Je le vis pénétrer dans l'étroit retrait de pierre qui flanquait la butte et que j'ai signalé déjà. Intrigué, je l'y suivis et m'arrêtai un instant à l'entrée. J'entendis un gémissement bientôt suivi d'un bruit sec et métallique. Je m'avançait. Rousky, le visage crispé, brandissait un marteau dont il s'apprêtait à frapper la fusée d'un obus de 210 placé devant lui ; un obus non éclaté, que l'on avait déposé là. Je me précipitait, saisissant le marteau avant qu'il retombât :
— Monsieur Rousky, m'écriai-je, que faites-vous, que voulez-vous faire ?
— Me tuer, dit-il, d'une voix sourde. j'ai frappé déjà une fois, mais pas assez fort ! j'ai manqué de courage !
— Vous êtes fou ! Vous pouviez peut-être vous faire sauter, mais en tuer d'autres !
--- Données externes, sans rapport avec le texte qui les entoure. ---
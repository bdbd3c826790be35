//! Host collaborator interfaces.
//!
//! The core never touches the world directly. It asks the host to snapshot,
//! restore, spawn and price things through the traits here, and the host
//! reports a deferred restore back through a one-shot channel.

use std::fmt;
use std::time::Duration;

use crossbeam_channel::{bounded, Receiver, RecvTimeoutError, Sender, TryRecvError};
use serde::{Deserialize, Serialize};
use uuid::Uuid;

use crate::error::HostError;
use crate::orbit::InsertionState;
use crate::scenario::{CrewHandle, VesselHandle};

/// Handle to a world snapshot.
///
/// Not `Clone`: deleting the snapshot consumes the handle, so a snapshot can
/// be deleted at most once.
#[derive(Debug, PartialEq, Eq, Hash)]
pub struct SnapshotHandle(Uuid);

impl SnapshotHandle {
    /// Creates a handle with a fresh id.
    #[must_use]
    pub fn new() -> Self {
        Self(Uuid::new_v4())
    }

    /// Wraps an id the host already has.
    #[must_use]
    pub const fn from_uuid(id: Uuid) -> Self {
        Self(id)
    }

    /// The underlying id.
    #[must_use]
    pub const fn id(&self) -> Uuid {
        self.0
    }
}

impl Default for SnapshotHandle {
    fn default() -> Self {
        Self::new()
    }
}

impl fmt::Display for SnapshotHandle {
    fn fmt(&self, f: &mut fmt::Formatter<'_>) -> fmt::Result {
        write!(f, "{}", self.0)
    }
}

/// Identifier of a spawned entity.
#[derive(Debug, Clone, Copy, PartialEq, Eq, Hash, Serialize, Deserialize)]
pub struct EntityId(pub Uuid);

impl EntityId {
    /// Creates a new random entity id.
    #[must_use]
    pub fn new() -> Self {
        Self(Uuid::new_v4())
    }
}

impl Default for EntityId {
    fn default() -> Self {
        Self::new()
    }
}

impl fmt::Display for EntityId {
    fn fmt(&self, f: &mut fmt::Formatter<'_>) -> fmt::Result {
        write!(f, "{}", self.0)
    }
}

/// Editor building.
#[derive(Debug, Clone, Copy, Default, PartialEq, Eq, Serialize, Deserialize)]
pub enum EditorFacility {
    /// Not in an editor.
    #[default]
    None,
    /// Vehicle Assembly Building.
    Vab,
    /// Space Plane Hangar.
    Sph,
}

/// The editor state active before a session started.
#[derive(Debug, Clone, Default, PartialEq, Eq, Serialize, Deserialize)]
pub struct EditorContext {
    /// Facility the user was in.
    pub facility: EditorFacility,
    /// Serialized ship under construction.
    pub ship: Option<String>,
}

impl EditorContext {
    /// Facility to return to. The VAB when none was recorded.
    #[must_use]
    pub const fn return_facility(&self) -> EditorFacility {
        match self.facility {
            EditorFacility::None => EditorFacility::Vab,
            other => other,
        }
    }
}

/// Where a restore should leave the user.
#[derive(Debug, Clone, PartialEq, Eq)]
pub enum RestoreTarget {
    /// Back in the editor with this context.
    Editor(EditorContext),
    /// In whatever scene is current.
    InPlace,
}

/// Creates a one-shot restore completion pair.
///
/// The host keeps the [`RestoreCompletion`] and fires it once the restore has
/// run; the session polls the [`RestoreTicket`].
#[must_use]
pub fn restore_channel() -> (RestoreCompletion, RestoreTicket) {
    let (tx, rx) = bounded(1);
    (RestoreCompletion { tx }, RestoreTicket { rx })
}

/// Sending half of a restore completion.
#[derive(Debug)]
pub struct RestoreCompletion {
    tx: Sender<Result<(), HostError>>,
}

impl RestoreCompletion {
    /// Reports the outcome. Dropping without calling this abandons the restore.
    pub fn complete(self, result: Result<(), HostError>) {
        // The ticket may already be gone if the session was torn down.
        let _ = self.tx.send(result);
    }
}

/// State of a scheduled restore.
#[derive(Debug, Clone, PartialEq, Eq)]
pub enum RestorePoll {
    /// Still running.
    Pending,
    /// Finished, successfully or not.
    Done(Result<(), HostError>),
}

/// Receiving half of a restore completion.
#[derive(Debug)]
pub struct RestoreTicket {
    rx: Receiver<Result<(), HostError>>,
}

impl RestoreTicket {
    /// Checks for completion without blocking.
    #[must_use]
    pub fn poll(&self) -> RestorePoll {
        match self.rx.try_recv() {
            Ok(result) => RestorePoll::Done(result),
            Err(TryRecvError::Empty) => RestorePoll::Pending,
            Err(TryRecvError::Disconnected) => RestorePoll::Done(Err(HostError::RestoreAbandoned)),
        }
    }

    /// Waits up to `timeout` for completion.
    pub fn wait_timeout(&self, timeout: Duration) -> RestorePoll {
        match self.rx.recv_timeout(timeout) {
            Ok(result) => RestorePoll::Done(result),
            Err(RecvTimeoutError::Timeout) => RestorePoll::Pending,
            Err(RecvTimeoutError::Disconnected) => {
                RestorePoll::Done(Err(HostError::RestoreAbandoned))
            }
        }
    }
}

/// Reads vessel properties.
pub trait VesselProvider {
    /// Total mass in tonnes, if it can be determined.
    fn mass(&self, vessel: &VesselHandle) -> Option<f64>;

    /// Total monetary cost, if it can be determined.
    fn cost(&self, vessel: &VesselHandle) -> Option<f64>;
}

/// Player funds.
pub trait FundsProvider {
    /// Returns true if `cost` can be paid.
    fn has_funds(&self, cost: f64) -> bool;

    /// Takes `cost` from the player.
    fn deduct(&mut self, cost: f64);
}

/// World state operations.
pub trait WorldHost {
    /// Saves the current world.
    fn snapshot(&mut self) -> Result<SnapshotHandle, HostError>;

    /// Schedules a restore of `snapshot`, to run after the current frame.
    fn schedule_restore(
        &mut self,
        snapshot: &SnapshotHandle,
        target: RestoreTarget,
    ) -> Result<RestoreTicket, HostError>;

    /// Removes a snapshot.
    fn delete_snapshot(&mut self, snapshot: SnapshotHandle) -> Result<(), HostError>;

    /// A snapshot left behind by an earlier run, if any.
    fn pending_snapshot(&mut self) -> Option<SnapshotHandle>;

    /// Current universal time.
    fn universal_time(&self) -> f64;

    /// Jumps universal time.
    fn set_universal_time(&mut self, ut: f64);

    /// Editor state right now.
    fn editor_context(&self) -> EditorContext;

    /// Engages or releases the quicksave and quickload locks.
    fn set_input_locks(&mut self, engaged: bool);
}

/// Places vessels into the world.
pub trait Spawner {
    /// Spawns `vessel` at `insertion`. `None` means the spawn failed.
    fn spawn(
        &mut self,
        insertion: &InsertionState,
        vessel: &VesselHandle,
        crew: Option<&CrewHandle>,
    ) -> Option<EntityId>;

    /// Starts a regular launch.
    fn launch(&mut self, vessel: &VesselHandle, crew: Option<&CrewHandle>);
}

/// Everything a session needs from its host.
pub trait SessionHost: WorldHost + Spawner + VesselProvider {}

impl<T: WorldHost + Spawner + VesselProvider> SessionHost for T {}

#[cfg(test)]
mod tests {
    use super::*;

    #[test]
    fn completion_is_delivered_once() {
        let (completion, ticket) = restore_channel();
        assert_eq!(ticket.poll(), RestorePoll::Pending);
        completion.complete(Ok(()));
        assert_eq!(ticket.poll(), RestorePoll::Done(Ok(())));
        // Sender is gone now; a second poll reports abandonment.
        assert_eq!(ticket.poll(), RestorePoll::Done(Err(HostError::RestoreAbandoned)));
    }

    #[test]
    fn dropped_completion_is_abandoned() {
        let (completion, ticket) = restore_channel();
        drop(completion);
        assert_eq!(ticket.poll(), RestorePoll::Done(Err(HostError::RestoreAbandoned)));
    }

    #[test]
    fn failure_is_passed_through() {
        let (completion, ticket) = restore_channel();
        completion.complete(Err(HostError::RestoreFailed {
            reason: "corrupt save".into(),
        }));
        assert!(matches!(
            ticket.wait_timeout(Duration::from_millis(10)),
            RestorePoll::Done(Err(HostError::RestoreFailed { .. }))
        ));
    }

    #[test]
    fn wait_times_out_while_pending() {
        let (_completion, ticket) = restore_channel();
        assert_eq!(ticket.wait_timeout(Duration::from_millis(1)), RestorePoll::Pending);
    }

    #[test]
    fn editor_defaults_to_vab() {
        assert_eq!(EditorContext::default().return_facility(), EditorFacility::Vab);
        let sph = EditorContext {
            facility: EditorFacility::Sph,
            ship: None,
        };
        assert_eq!(sph.return_facility(), EditorFacility::Sph);
    }

    #[test]
    fn snapshot_handles_are_unique() {
        assert_ne!(SnapshotHandle::new().id(), SnapshotHandle::new().id());
    }
}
— Non, l'obus éclatait dans cette petite carrière de pierre et ne tuait que moi. J'ai trouvé l'occasion, je voulais moi aussi mourir au Front.
Il m'avait abandonné le marteau. Je reconnus celui qui nous servait à ouvrir, avec ciseau à froid, les caisses de chlorure de chaux dont nous disposiions pour désinfecter les tranchées, les feuillées et les morts déterrés par les obus.
— Mourir au Front, murmurai-je ; mais au Front l'on est tué, on ne se tue pas soi-même.
— Ah ! vous avez raison, s'écrit Rousky, comme si ma remarque lui apportait une vérité lumineuse, vous avez raison ! J'ai voulu tricher ! J'ai eu la tentation de tricher ! Promettez-moi, mon ami, de ne dire à personne ce que j'ai fait ! Promettez-moi !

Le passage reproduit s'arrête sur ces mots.